HTCC PCBs are built from the ground up utilizing raw ceramic substrate material. At no point in the production process that a glass material is added. The only distinction between the HTCC and LTCC production processes is that HTCC PCBs are baked at a temperature of roughly 1600–1700 °C in a gaseous atmosphere. HTCC PCBs have such high co-firing temperatures that circuit traces made of metals with high melting points, such as tungsten, molybdenum, or manganese, are employed. At high temperatures, these PCBs will function without any damage as they are designed to operate even in harsh environments.

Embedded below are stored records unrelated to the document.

use anyhow::{Context, Result};
use chrono::{Duration, Utc};
use std::io;
use std::path::Path;
use tracing::Level;
use tracing_appender::non_blocking::WorkerGuard;
use tracing_appender::rolling;
use tracing_subscriber::layer::SubscriberExt;
use tracing_subscriber::util::SubscriberInitExt;
use tracing_subscriber::{EnvFilter, Layer};

use crate::domain::models::LoggingConfig;

const LOG_FILE_PREFIX: &str = "sleuth.log";

/// Logger implementation using tracing
///
/// Events always go to stderr (stdout is reserved for command output). When
/// `log_dir` is set they are also written as JSON to a daily-rotated file.
pub struct LoggerImpl {
    _guard: Option<WorkerGuard>,
}

impl LoggerImpl {
    /// Install the global subscriber described by `config`.
    pub fn init(config: &LoggingConfig) -> Result<Self> {
        let default_level = parse_log_level(&config.level)?;
        let env_filter = || {
            EnvFilter::builder()
                .with_default_directive(default_level.into())
                .from_env_lossy()
        };

        let (file_layer, guard, removed) = match config.log_dir {
            Some(ref log_dir) => {
                std::fs::create_dir_all(log_dir)
                    .with_context(|| format!("Failed to create log directory {log_dir}"))?;
                let removed = cleanup_old_logs(Path::new(log_dir), config.retention_days)?;
                let (writer, guard) =
                    tracing_appender::non_blocking(rolling::daily(log_dir, LOG_FILE_PREFIX));
                let layer = tracing_subscriber::fmt::layer()
                    .json()
                    .with_writer(writer)
                    .with_ansi(false)
                    .with_current_span(true)
                    .with_target(true)
                    .with_filter(env_filter());
                (Some(layer), Some(guard), removed)
            }
            None => (None, None, 0),
        };

        let stderr_layer = if config.format == "json" {
            tracing_subscriber::fmt::layer()
                .json()
                .with_writer(io::stderr)
                .with_current_span(true)
                .with_target(true)
                .with_filter(env_filter())
                .boxed()
        } else {
            tracing_subscriber::fmt::layer()
                .with_writer(io::stderr)
                .with_target(false)
                .with_filter(env_filter())
                .boxed()
        };

        tracing_subscriber::registry()
            .with(file_layer)
            .with(stderr_layer)
            .try_init()
            .context("Failed to install tracing subscriber")?;

        tracing::debug!(
            level = %config.level,
            format = %config.format,
            file_output = config.log_dir.is_some(),
            expired_logs_removed = removed,
            "logger initialized"
        );

        Ok(Self { _guard: guard })
    }
}

/// Parse log level string to Level
pub fn parse_log_level(level: &str) -> Result<Level> {
    match level.to_lowercase().as_str() {
        "trace" => Ok(Level::TRACE),
        "debug" => Ok(Level::DEBUG),
        "info" => Ok(Level::INFO),
        "warn" => Ok(Level::WARN),
        "error" => Ok(Level::ERROR),
        _ => anyhow::bail!("Invalid log level: {level}"),
    }
}

/// Delete rotated log files older than `retention_days`. Returns how many were removed.
pub fn cleanup_old_logs(log_dir: &Path, retention_days: u32) -> Result<usize> {
    let cutoff = Utc::now() - Duration::days(i64::from(retention_days));
    let mut removed = 0;

    for entry in walkdir::WalkDir::new(log_dir)
        .max_depth(1)
        .into_iter()
        .filter_map(Result::ok)
    {
        let is_log = entry
            .file_name()
            .to_string_lossy()
            .starts_with(LOG_FILE_PREFIX);
        if !entry.file_type().is_file() || !is_log {
            continue;
        }
        let modified = entry
            .metadata()
            .context("failed to read log file metadata")?
            .modified()
            .context("failed to read log file mtime")?;
        if chrono::DateTime::<Utc>::from(modified) < cutoff {
            std::fs::remove_file(entry.path())
                .with_context(|| format!("failed to remove {}", entry.path().display()))?;
            removed += 1;
        }
    }
    Ok(removed)
}
//! Combines trial reports into one ranked, conflict-aware decision.

use std::collections::HashMap;

use crate::domain::models::{
    clamp_unit, AggregatedResult, AnalysisMetrics, Conflict, ScenarioResult,
};

/// Weight of each supporting result relative to the primary one.
const SUPPORT_WEIGHT: f64 = 0.1;
/// Multiplier applied once per conflict.
const CONFLICT_PENALTY: f64 = 0.8;
/// Boost per earlier success of the primary hypothesis type.
const HISTORY_BOOST: f64 = 0.05;

/// Aggregator with a session-lived memory of which hypothesis types succeeded.
#[derive(Debug, Clone, Default)]
pub struct Aggregator {
    success_history: HashMap<String, u32>,
}

impl Aggregator {
    pub fn new() -> Self {
        Self::default()
    }

    /// Earlier successes recorded for a hypothesis type.
    pub fn history(&self, hypothesis_type: &str) -> u32 {
        self.success_history.get(hypothesis_type).copied().unwrap_or(0)
    }

    /// Combine one batch of reports.
    ///
    /// The history boost only reflects batches aggregated before this one;
    /// this batch's successes are recorded after the result is computed.
    pub fn aggregate(&mut self, results: &[ScenarioResult]) -> AggregatedResult {
        let mut successes: Vec<&ScenarioResult> = results.iter().filter(|r| r.success).collect();
        if successes.is_empty() {
            return AggregatedResult::no_solution();
        }
        successes.sort_by(|a, b| b.confidence.total_cmp(&a.confidence));

        let primary = successes[0];
        let supporting = &successes[1..];
        let conflicts = find_conflicts(&successes);

        let base = primary.confidence
            + supporting.iter().map(|r| r.confidence).sum::<f64>() * SUPPORT_WEIGHT;
        let penalty = CONFLICT_PENALTY.powi(i32::try_from(conflicts.len()).unwrap_or(i32::MAX));
        let boost = 1.0 + HISTORY_BOOST * f64::from(self.history(&primary.hypothesis_type));
        let confidence = clamp_unit(base * penalty * boost);

        let result = AggregatedResult {
            success: true,
            confidence,
            primary_fix: primary.insight().to_string(),
            primary_scenario: Some(primary.id.clone()),
            supporting_fixes: supporting.iter().map(|r| r.insight().to_string()).collect(),
            conflicts,
            metrics: combine_metrics(&successes),
        };

        for success in &successes {
            let count = self
                .success_history
                .entry(success.hypothesis_type.clone())
                .or_insert(0);
            *count = count.saturating_add(1);
        }
        result
    }
}

/// One conflict per unordered pair of successes with overlapping resources.
fn find_conflicts(successes: &[&ScenarioResult]) -> Vec<Conflict> {
    let mut conflicts = Vec::new();
    for (i, a) in successes.iter().enumerate() {
        for b in &successes[i + 1..] {
            let shared: Vec<&str> = a
                .metrics
                .progress
                .resources_used
                .intersection(&b.metrics.progress.resources_used)
                .map(String::as_str)
                .collect();
            if !shared.is_empty() {
                conflicts.push(Conflict {
                    scenarios: vec![a.id.clone(), b.id.clone()],
                    reason: format!("both modified {}", shared.join(", ")),
                });
            }
        }
    }
    conflicts
}

fn combine_metrics(successes: &[&ScenarioResult]) -> AnalysisMetrics {
    let mut combined = AnalysisMetrics::default();
    let mut coverage: Option<f64> = None;

    for result in successes {
        let m = &result.metrics;
        combined.progress.steps_completed = combined
            .progress
            .steps_completed
            .saturating_add(m.progress.steps_completed);
        combined.progress.total_steps =
            combined.progress.total_steps.saturating_add(m.progress.total_steps);
        combined.progress.time_spent_ms =
            combined.progress.time_spent_ms.saturating_add(m.progress.time_spent_ms);
        combined
            .progress
            .resources_used
            .extend(m.progress.resources_used.iter().cloned());

        combined.testing.cases_run = combined.testing.cases_run.saturating_add(m.testing.cases_run);
        combined.testing.cases_passed =
            combined.testing.cases_passed.saturating_add(m.testing.cases_passed);
        if m.testing.coverage_percent > 0.0 {
            coverage = Some(match coverage {
                Some(acc) => (acc + m.testing.coverage_percent) / 2.0,
                None => m.testing.coverage_percent,
            });
        }
        for step in &m.testing.validation_steps {
            if !combined.testing.validation_steps.contains(step) {
                combined.testing.validation_steps.push(step.clone());
            }
        }

        combined.adaptation.attempt_number =
            combined.adaptation.attempt_number.max(m.adaptation.attempt_number);
        combined
            .adaptation
            .previous_approaches
            .extend(m.adaptation.previous_approaches.iter().cloned());
        combined
            .adaptation
            .adjustments
            .extend(m.adaptation.adjustments.iter().cloned());

        combined.fix_complexity = combined.fix_complexity.max(m.fix_complexity);
        combined.side_effect_risk = combined.side_effect_risk.max(m.side_effect_risk);
    }

    combined.testing.coverage_percent = coverage.unwrap_or(0.0);
    let probability_sum: f64 = successes.iter().map(|r| r.metrics.success_probability).sum();
    combined.success_probability = clamp_unit(probability_sum / successes.len() as f64);
    combined
}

This type of PCB is utilized when oxidation is a concern. That is why the material is baked up to 1000 degrees Celsius in a nitrogen atmosphere after coating the ceramic base with dielectric, gold, silver, or the widely used copper. Since it is prevented from oxidation, the electric capacitors, resistors, conductors, and semiconductors can all be interchanged on the ceramic board. Its conductor layer can be made from 10 up to 13 microns in thickness.
Ceramic PCBs have been in use for a while now, and they have been getting a lot of feedback. There are advantages to this type of PCB, such as its being more durable than other types of PCBs. However, there are some drawbacks to ceramic PCBs as well. However, with the remarkable set of qualities ceramic PCBs have, the benefits might outweigh the disadvantages.
They are often recognized as the superior choice for various applications due to the many benefits offered by ceramic PCBs. It even has a lot of advantages over traditional FR-4 PCBs. The main benefit of ceramic PCB is that it is much more heat-resistant than traditional PCB. Below, we summarize some of the advantages ceramic PCBs have.
Ceramic printed circuit boards (PCBs) have a number of advantages over other types of PCBs. However, there are also some potential drawbacks that need to be considered and carefully looked at. Maybe, they can be better in the future.
Ceramic PCBs can be used in many applications but are not the best solution for all. With all factors considered, they may not be appropriate in all cases.
It is essential to understand the factors that determine whether a ceramic PCB is a right choice for your project or application. Some factors to consider when deciding whether or not to use ceramic PCBs are their cost, weight, and thermal conductivity.
They are resistant to corrosion, have a low thermal expansion, and can be manufactured with very thin layers and high aspect ratios. Hence, they are much lighter and have better thermal conductivity, making them ideal for applications where size, weight, and heat transfer are of vital concern.
When there is a need for multi-layer boards, their high thermal conductivity property will be in significant play. The inner circuit layer/s and the surface will be spared from hot spots. This makes them ideal for use in applications where high temperatures are a concern, such as automotive or aerospace. Switching to ceramic PCBs may greatly improve machinery's reliability, specifically those used in the military and heavy equipment industrial sectors.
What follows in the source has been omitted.